If I understand things correctly, the riscv-aia accel property is
only really relevant in combination with the aia=aplic-imsic machine
type property. So we should probably validate that it's not used
without it.

Other than that, and the comments that I had made previously, I agree
that overall the patch looks reasonable.

> As libvirt + risc-v in general I'm happy with how libvirt is faring. libvirt 
> is way
> ahead of the curve w.r.t features (device plug/unplug, migration management,
> device assignment, etc) in comparison with what the current risc-v ecosystem.
>
> The caveat is extension management, a.k.a how do we disable extensions in 
> libvirt.
> QEMU supports 142 extensions at this moment.
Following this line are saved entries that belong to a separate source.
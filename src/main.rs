use clap::Parser;
use helptree::cli::output;
use helptree::cli::{execute_command, Cli, CliError};
use tracing::level_filters::LevelFilter;
use tracing_subscriber::fmt::format::FmtSpan;
use tracing_subscriber::layer::SubscriberExt;
use tracing_subscriber::util::SubscriberInitExt;
use tracing_subscriber::{fmt, Layer};

fn main() {
    let cli = Cli::parse();

    setup_logging(cli.debug);

    if let Err(e) = execute_command(&cli) {
        match &e {
            CliError::Evaluation(message) => eprintln!("{message}"),
            other => output::error(other),
        }
        std::process::exit(e.exit_code());
    }
}

fn setup_logging(verbosity: u8) {
    let filter = match verbosity {
        0 => LevelFilter::WARN,
        1 => LevelFilter::INFO,
        2 => LevelFilter::DEBUG,
        3 => LevelFilter::TRACE,
        _ => {
            eprintln!("Don't be crazy, max is -d -d -d");
            LevelFilter::TRACE
        }
    };

    let fmt_layer = fmt::layer()
        .with_writer(std::io::stderr)
        .with_target(true)
        .with_thread_names(false)
        .with_span_events(FmtSpan::CLOSE);

    tracing_subscriber::registry()
        .with(fmt_layer.with_filter(filter))
        .init();

    match filter {
        LevelFilter::INFO => tracing::info!("Debug mode: info"),
        LevelFilter::DEBUG => tracing::debug!("Debug mode: debug"),
        LevelFilter::TRACE => tracing::debug!("Debug mode: trace"),
        _ => {}
    }
}
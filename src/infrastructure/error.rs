//! Infrastructure-level errors (wraps application errors)

use thiserror::Error;

use crate::application::ApplicationError;

/// Infrastructure errors wrap application errors and add I/O-level concerns.
#[derive(Error, Debug)]
pub enum InfraError {
    #[error("{0}")]
    Application(#[from] ApplicationError),

    #[error("I/O error: {context}")]
    Io {
        context: String,
        #[source]
        source: std::io::Error,
    },
}

impl InfraError {
    /// Create an I/O error with context.
    pub fn io(context: impl Into<String>, source: std::io::Error) -> Self {
        Self::Io {
            context: context.into(),
            source,
        }
    }
}

/// Result type for infrastructure layer operations.
pub type InfraResult<T> = Result<T, InfraError>;
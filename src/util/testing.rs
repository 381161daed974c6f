use std::env;
use std::sync::Once;
use tracing::{debug, info};
use tracing_subscriber::{
    fmt::{self, format::FmtSpan},
    prelude::*,
    EnvFilter,
};

static TEST_SETUP: Once = Once::new();

/// Install a global tracing subscriber once per test binary.
///
/// Honors `RUST_LOG`; defaults to `debug`.
pub fn init_test_setup() {
    TEST_SETUP.call_once(|| {
        setup_test_logging();
        info!("Test Setup complete");
    });
}

fn setup_test_logging() {
    let env_filter = EnvFilter::try_from_default_env().unwrap_or_else(|_| EnvFilter::new("debug"));

    let subscriber = tracing_subscriber::registry().with(
        fmt::layer()
            .with_test_writer()
            .with_target(true)
            .with_thread_names(false)
            .with_span_events(FmtSpan::CLOSE)
            .with_filter(env_filter),
    );

    if tracing::dispatcher::has_been_set() {
        debug!("Tracing subscriber already set");
    } else if let Err(e) = subscriber.try_init() {
        eprintln!("Error: Failed to set up logging: {}", e);
    }
    if env::var("RUST_LOG").is_err() {
        debug!("RUST_LOG not set, using debug");
    }
}
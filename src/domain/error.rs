//! Domain-level errors (no external dependencies)

use thiserror::Error;

/// Errors raised while forcing values of a target tree.
///
/// Classification predicates (`is_attrs`, `is_artifact`, `is_annotated`)
/// never surface these; they only reach callers that explicitly force or
/// select a value.
#[derive(Error, Debug, Clone, PartialEq, Eq)]
pub enum DomainError {
    /// A value that fails on purpose when forced (e.g. the help attribute).
    #[error("{0}")]
    Thrown(String),

    #[error("attribute '{path}' missing")]
    MissingAttribute { path: String },

    #[error("value at '{path}' is not an attribute set")]
    NotAttrs { path: String },

    #[error("invalid attribute path '{path}': {reason}")]
    InvalidPath { path: String, reason: String },

    #[error("self reference '{path}' read before the tree was finalized")]
    SelfNotReady { path: String },

    /// Forcing nested deeper than the recursion limit, usually a reference cycle.
    #[error("infinite recursion while forcing '{path}'")]
    InfiniteRecursion { path: String },
}

/// Result type for domain operations.
pub type DomainResult<T> = Result<T, DomainError>;
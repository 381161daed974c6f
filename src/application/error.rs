//! Application-level errors (wraps domain errors)

use std::path::PathBuf;
use thiserror::Error;

use crate::domain::DomainError;

/// Application errors wrap domain errors and add application-level context.
#[derive(Error, Debug)]
pub enum ApplicationError {
    #[error("{0}")]
    Domain(#[from] DomainError),

    #[error("targets file not found: {0}")]
    TargetsNotFound(PathBuf),

    #[error("cannot parse targets file {path}: {message}")]
    TargetsParse { path: PathBuf, message: String },

    #[error("invalid target '{path}': {reason}")]
    InvalidTarget { path: String, reason: String },

    #[error("config error: {message}")]
    Config { message: String },

    #[error("operation failed: {context}")]
    OperationFailed {
        context: String,
        #[source]
        source: Box<dyn std::error::Error + Send + Sync>,
    },
}

/// Result type for application layer operations.
pub type ApplicationResult<T> = Result<T, ApplicationError>;
//! Rendering help entries into a text block

use itertools::Itertools;

use crate::domain::entities::HelpEntry;
use crate::domain::options::HelpOptions;

/// Order entries with `prepare_entries`, render each with `render_entry`,
/// and join all lines with `\n`.
pub fn render(options: &HelpOptions, entries: Vec<HelpEntry>) -> String {
    let ordered = (options.prepare_entries)(entries);
    ordered
        .iter()
        .flat_map(|entry| (options.render_entry)(entry))
        .join("\n")
}

/// Default ordering: documented entries first, then by concatenated path.
///
/// The sort is stable, so entries with equal keys keep collection order.
pub fn sort_entries(mut entries: Vec<HelpEntry>) -> Vec<HelpEntry> {
    entries.sort_by_cached_key(|entry| (entry.message.is_none(), entry.path.concat()));
    entries
}

/// Default line format.
///
/// Mappings (but not artifacts) render as `path: (attrset) message`,
/// everything else as `path` or `path - message`.
pub fn render_entry(entry: &HelpEntry) -> Vec<String> {
    let dotted = entry.dotted();
    let line = if entry.value.is_attrs() && !entry.value.is_artifact() {
        format!(
            "{dotted}: (attrset) {}",
            entry.message.as_deref().unwrap_or("")
        )
    } else {
        match &entry.message {
            Some(message) => format!("{dotted} - {message}"),
            None => dotted,
        }
    };
    vec![line]
}
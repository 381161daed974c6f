//! Target files: TOML documents describing a raw (annotated) target tree
//!
//! Ordinary keys become attributes. Keys starting with `__` are directives
//! that shape the table they appear in:
//!
//! ```toml
//! [build]
//! __help = "Build all packages"
//!
//! [build.frontend]
//! __help = "Bundle the web UI"
//! __artifact = "frontend-1.2.0"
//! out = "/store/frontend-1.2.0"
//!
//! [test]
//! unit = { __help = "Run unit tests", __value = "cargo test" }
//! broken = { __help = "Not on this platform", __error = "unsupported system" }
//! ui = { __help = "Alias for build.frontend", __ref = "build.frontend" }
//! ```

use std::path::Path;

use tracing::debug;

use crate::application::help::SelfRef;
use crate::application::{ApplicationError, ApplicationResult};
use crate::domain::{
    format_attr_path, shallow_annotate, Annotated, Annotator, Artifact, Attrs, Thunk, Value,
};

pub const DIRECTIVE_PREFIX: &str = "__";

/// Parse target file content into a TOML table (key order preserved).
pub fn parse_targets(content: &str, origin: &Path) -> ApplicationResult<toml::Table> {
    toml::from_str(content).map_err(|e| ApplicationError::TargetsParse {
        path: origin.to_path_buf(),
        message: e.to_string(),
    })
}

/// Converts TOML tables into raw target trees.
pub struct TargetLoader<'a> {
    self_ref: &'a SelfRef,
    annotator: &'a Annotator,
}

impl<'a> TargetLoader<'a> {
    pub fn new(self_ref: &'a SelfRef, annotator: &'a Annotator) -> Self {
        Self {
            self_ref,
            annotator,
        }
    }

    pub fn load_table(&self, table: &toml::Table) -> ApplicationResult<Value> {
        let mut path = Vec::new();
        let tree = self.table_value(&mut path, table)?;
        debug!(keys = table.len(), "loaded target tree");
        Ok(tree)
    }

    fn convert(&self, path: &mut Vec<String>, value: &toml::Value) -> ApplicationResult<Value> {
        Ok(match value {
            toml::Value::String(s) => Value::Str(s.clone()),
            toml::Value::Integer(i) => Value::Int(*i),
            toml::Value::Float(x) => Value::Float(*x),
            toml::Value::Boolean(b) => Value::Bool(*b),
            toml::Value::Datetime(d) => Value::Str(d.to_string()),
            toml::Value::Array(items) => {
                let mut converted = Vec::with_capacity(items.len());
                for (index, item) in items.iter().enumerate() {
                    path.push(index.to_string());
                    let item = self.convert(path, item);
                    path.pop();
                    converted.push(item?);
                }
                Value::List(converted)
            }
            toml::Value::Table(table) => self.table_value(path, table)?,
        })
    }

    fn table_value(&self, path: &mut Vec<String>, table: &toml::Table) -> ApplicationResult<Value> {
        let mut attrs = Attrs::new();
        let mut directives = Directives::default();

        for (key, value) in table {
            if let Some(name) = key.strip_prefix(DIRECTIVE_PREFIX) {
                directives
                    .set(name, value)
                    .map_err(|reason| invalid(path.as_slice(), reason))?;
                continue;
            }
            path.push(key.clone());
            let converted = self.convert(path, value);
            path.pop();
            attrs.insert(key.clone(), converted?);
        }

        let base = self.base_value(path, &directives, attrs)?;
        Ok(match (directives.help, directives.shallow) {
            (Some(help), true) => shallow_annotate(help, base),
            (Some(help), false) => self.annotator.help(help, base),
            (None, true) => Annotated::new(None, base, true).into(),
            (None, false) => base,
        })
    }

    fn base_value(
        &self,
        path: &mut Vec<String>,
        directives: &Directives<'_>,
        attrs: Attrs,
    ) -> ApplicationResult<Value> {
        let exclusive = [
            directives.value.is_some(),
            directives.reference.is_some(),
            directives.error.is_some(),
            directives.artifact.is_some(),
        ];
        if exclusive.iter().filter(|set| **set).count() > 1 {
            return Err(invalid(
                path,
                "only one of __value, __ref, __error, __artifact is allowed".to_string(),
            ));
        }
        let standalone = directives.value.is_some()
            || directives.reference.is_some()
            || directives.error.is_some();
        if standalone && !attrs.is_empty() {
            return Err(invalid(
                path,
                "__value, __ref and __error cannot be combined with attributes".to_string(),
            ));
        }

        if let Some(value) = directives.value {
            return self.convert(path, value);
        }
        if let Some(reference) = directives.reference {
            return Ok(self.self_ref.get(reference));
        }
        if let Some(message) = directives.error {
            return Ok(Value::Thunk(Thunk::failing(message)));
        }
        if let Some(name) = directives.artifact {
            return Ok(Value::Artifact(Artifact {
                name: name.to_string(),
                attrs,
            }));
        }
        Ok(Value::Attrs(attrs))
    }
}

#[derive(Debug, Default)]
struct Directives<'t> {
    help: Option<&'t str>,
    shallow: bool,
    value: Option<&'t toml::Value>,
    reference: Option<&'t str>,
    error: Option<&'t str>,
    artifact: Option<&'t str>,
}

impl<'t> Directives<'t> {
    fn set(&mut self, name: &str, value: &'t toml::Value) -> Result<(), String> {
        let text = || {
            value
                .as_str()
                .ok_or_else(|| format!("__{name} must be a string"))
        };
        match name {
            "help" => self.help = Some(text()?),
            "shallow" => {
                self.shallow = value
                    .as_bool()
                    .ok_or_else(|| "__shallow must be a boolean".to_string())?
            }
            "value" => self.value = Some(value),
            "ref" => self.reference = Some(text()?),
            "error" => self.error = Some(text()?),
            "artifact" => self.artifact = Some(text()?),
            other => return Err(format!("unknown directive __{other}")),
        }
        Ok(())
    }
}

fn invalid(path: &[String], reason: String) -> ApplicationError {
    let path = if path.is_empty() {
        "<root>".to_string()
    } else {
        format_attr_path(path)
    };
    ApplicationError::InvalidTarget { path, reason }
}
The right thing to do would be to
> add each single one of them in libvirt (we can't just create a XML element 
> that
> receives any user input as "extensions to be disabled" and roll with it). But
> the more I think about it the more I believe that we shouldn't add any generic
> extension disable support in libvirt ... disabling extensions is a debug 
> feature
> more than anything, an advanced feature that most users will misuse and then
> nag about their stuff not working. If there's real RISC-V HW that needs 
> extensions
> to be disabled to work properly, then so be it - add support to disable the
> required extensions only. Do it on demand.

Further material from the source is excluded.